It is difficult and dangerous to uncover criminal acts in the pharmaceutical industry. Stanley Adams, a former employee at the Basel pharmaceutical company Hoffmann-La Roche, informed the European Commission about Roche’s vitamin cartel; the company accused him of being a spy and he ended up in a Swiss jail.

"Adams Affiar"

Willi Schlieder, Director-General for Competition at the Commission, leaked Adams’ name to Roche ... and when Adams’ wife was told he could face 20 years in prison, she committed suicide (p. 236).

EE from Weltwoche (Swiss magazine):

"As Gerber began his position in 1978 as a reformer, he knew that the residents of Basel particularly liked price fixing. And he was directly confronted with this problem. One of his first tasks as CEO consisted of cleaning up after the Adams Affair (German only)."

"Starting in 1970, Roche had forced its bulk buyers to sign “loyalty contracts” so that the company could secure a large market share."

"Stanley Adams, an employee who was frustrated that he wasn’t being promoted, gave the European Commission documents that verified these illegal agreements. Roche had to pay a fine, and the lawsuit, which attracted a lot of public attention, ended in front of the European Court of Justice a year after Gerber’s started as CEO."

"Gerber should have given warnings and built in appropriate controls because the competition regulators were by that time handing out draconian fines all around the world. He didn’t do this, and he also apparently didn’t notice that between 1989 and 1999 the top managers in his vitamin division were meeting on a monthly to quarterly basis with senior representatives of competing companies such as BASF und Rhône-Poulenc. They met to discuss billions in turnover, sales volumes, and prices on the global vitamin markets."

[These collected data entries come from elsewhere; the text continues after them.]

//! Which NetworkManager connection each interface gets.

use std::fmt;

#[derive(Debug, Clone, Copy, PartialEq, Eq)]
pub enum DeviceKind {
    Wired,
    Wireless,
}

#[derive(Debug, Clone, PartialEq, Eq)]
pub struct Device {
    pub name: String,
    pub kind: DeviceKind,
}

/// Parse `nmcli --terse --fields DEVICE,TYPE device`.
///
/// Only ethernet and wifi devices are kept, in the order nmcli reports them.
pub fn parse_devices(output: &str) -> Vec<Device> {
    output
        .lines()
        .filter_map(|line| {
            let (name, kind) = line.trim().rsplit_once(':')?;
            let kind = match kind {
                "ethernet" => DeviceKind::Wired,
                "wifi" => DeviceKind::Wireless,
                _ => return None,
            };
            // nmcli escapes literal colons in terse mode.
            let name = name.replace("\\:", ":");
            (!name.is_empty()).then_some(Device { name, kind })
        })
        .collect()
}

#[derive(Debug, Clone, Copy, PartialEq, Eq)]
pub enum Zone {
    Internal,
    External,
}

impl Zone {
    pub fn as_str(self) -> &'static str {
        match self {
            Zone::Internal => "internal",
            Zone::External => "external",
        }
    }
}

#[derive(Debug, Clone, PartialEq, Eq)]
pub enum Role {
    /// DHCP client.
    Client,
    /// Shares the uplink with whatever is plugged in.
    Shared,
    /// WPA-PSK access point sharing the uplink.
    AccessPoint { ssid: String },
}

#[derive(Debug, Clone, PartialEq, Eq)]
pub struct Connection {
    pub device: String,
    pub role: Role,
    pub zone: Zone,
}

impl Connection {
    pub fn name(&self) -> String {
        format!("hearth-{}", self.device)
    }

    /// Arguments to `nmcli` that create this connection.
    pub fn nmcli_args(&self, passphrase: Option<&str>) -> Vec<String> {
        let conn_type = match self.role {
            Role::AccessPoint { .. } => "wifi",
            _ => "ethernet",
        };
        let method = match self.role {
            Role::Client => "auto",
            Role::Shared | Role::AccessPoint { .. } => "shared",
        };
        let name = self.name();
        let mut args: Vec<String> = [
            "connection",
            "add",
            "type",
            conn_type,
            "ifname",
            self.device.as_str(),
            "con-name",
            name.as_str(),
        ]
        .iter()
        .map(|s| s.to_string())
        .collect();

        if let Role::AccessPoint { ssid } = &self.role {
            for arg in [
                "ssid",
                ssid.as_str(),
                "802-11-wireless.mode",
                "ap",
                "802-11-wireless.band",
                "bg",
            ] {
                args.push(arg.to_string());
            }
            if let Some(passphrase) = passphrase {
                for arg in ["wifi-sec.key-mgmt", "wpa-psk", "wifi-sec.psk", passphrase] {
                    args.push(arg.to_string());
                }
            }
        }

        for arg in [
            "ipv4.method",
            method,
            "connection.zone",
            self.zone.as_str(),
            "connection.autoconnect",
            "yes",
        ] {
            args.push(arg.to_string());
        }
        args
    }
}

impl fmt::Display for Connection {
    fn fmt(&self, f: &mut fmt::Formatter<'_>) -> fmt::Result {
        match &self.role {
            Role::Client => write!(f, "{}: DHCP client, zone {}", self.device, self.zone.as_str()),
            Role::Shared => write!(f, "{}: shared, zone {}", self.device, self.zone.as_str()),
            Role::AccessPoint { ssid } => write!(
                f,
                "{}: access point '{ssid}' (WPA-PSK), shared, zone {}",
                self.device,
                self.zone.as_str()
            ),
        }
    }
}

#[derive(Debug, Clone, PartialEq, Eq)]
pub enum SkipReason {
    NoUplink,
    NoPassphrase,
}

impl fmt::Display for SkipReason {
    fn fmt(&self, f: &mut fmt::Formatter<'_>) -> fmt::Result {
        match self {
            SkipReason::NoUplink => write!(f, "no wired uplink to share"),
            SkipReason::NoPassphrase => write!(f, "no Wi-Fi passphrase given"),
        }
    }
}

#[derive(Debug, Clone, Default, PartialEq, Eq)]
pub struct Plan {
    pub connections: Vec<Connection>,
    pub skipped: Vec<(String, SkipReason)>,
}

pub fn ssid_for(device: &str) -> String {
    format!("Hearth-{device}")
}

pub fn plan(devices: &[Device], have_passphrase: bool) -> Plan {
    let wired: Vec<&Device> = devices.iter().filter(|d| d.kind == DeviceKind::Wired).collect();
    let wireless: Vec<&Device> = devices
        .iter()
        .filter(|d| d.kind == DeviceKind::Wireless)
        .collect();
    let mut plan = Plan::default();

    // A lone wired interface is a plain LAN client.
    if let ([only], []) = (wired.as_slice(), wireless.as_slice()) {
        plan.connections.push(Connection {
            device: only.name.clone(),
            role: Role::Client,
            zone: Zone::Internal,
        });
        return plan;
    }

    let Some((uplink, rest)) = wired.split_first() else {
        for device in wireless {
            plan.skipped.push((device.name.clone(), SkipReason::NoUplink));
        }
        return plan;
    };

    plan.connections.push(Connection {
        device: uplink.name.clone(),
        role: Role::Client,
        zone: Zone::External,
    });
    for device in rest {
        plan.connections.push(Connection {
            device: device.name.clone(),
            role: Role::Shared,
            zone: Zone::Internal,
        });
    }
    for device in wireless {
        if !have_passphrase {
            plan.skipped.push((device.name.clone(), SkipReason::NoPassphrase));
            continue;
        }
        plan.connections.push(Connection {
            device: device.name.clone(),
            role: Role::AccessPoint {
                ssid: ssid_for(&device.name),
            },
            zone: Zone::Internal,
        });
    }
    plan
}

"Under the watch of Henri B. Meier, one of the most respected finance experts in the country, economic theorems were quickly overridden as the prices in the fiercely competitive displacement markets didn’t have to be lowered, but could in fact be increased by up to 15 percent."

The link Adams-Affäre (in German only) is to an article on Zeit Online titled "Allein gegen den Multi" (Alone against a multinational) by Wilfried Kratz (appeared January 27, 1984). See also pages two and three of the article.

In the United States, whistle-blowers may receive a large monetary reward. And they need this because they may never be able to find a job in the field again.

If an employee dares to first inform the company, the employee is often intimidated, defamed, and threatened in an attempt to discourage them from making the information public.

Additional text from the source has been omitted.